*Your assignment*.
All of the listing should be transcribed exactly.

.....

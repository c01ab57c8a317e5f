//! Effect registry and capability model.
//!
//! Effects are the unit of special behavior. A player holds
//! `EffectInstance`s (in `core`); each instance names an
//! `EffectDefinition` registered here:
//! - `EffectDefinition`: flags, handlers, perception modifiers, win conditions
//! - `EffectRegistry`: lookup by `EffectId`, iteration in registration order
//! - `builtin`: definitions every ruleset carries (the death marker)
//!
//! ## Design Philosophy
//!
//! The registry is a plain value built once at startup and passed by
//! reference. Content packs register their own definitions; the engine
//! never hardcodes a content effect.

mod definition;
mod registry;
pub mod builtin;

pub use definition::{BehaviorFlags, DayAction, EffectDefinition, RegisterAs};
pub use registry::EffectRegistry;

.....

*Exercise result*.
repository c01ab57c8a317e5f
//! Effect registry and capability model.
//!
//! Effects are the unit of special behavior. A player holds
//! `EffectInstance`s (in `core`); each instance names an
//! `EffectDefinition` registered here:
//! - `EffectDefinition`: flags, handlers, perception modifiers, win conditions
//! - `EffectRegistry`: lookup by `EffectId`, iteration in registration order
//! - `builtin`: definitions every ruleset carries (the death marker)
//!
//! ## Design Philosophy
//!
//! The registry is a plain value built once at startup and passed by
//! reference. Content packs register their own definitions; the engine
//! never hardcodes a content effect.

mod definition;
mod registry;
pub mod builtin;

pub use definition::{BehaviorFlags, DayAction, EffectDefinition, RegisterAs};
pub use registry::EffectRegistry;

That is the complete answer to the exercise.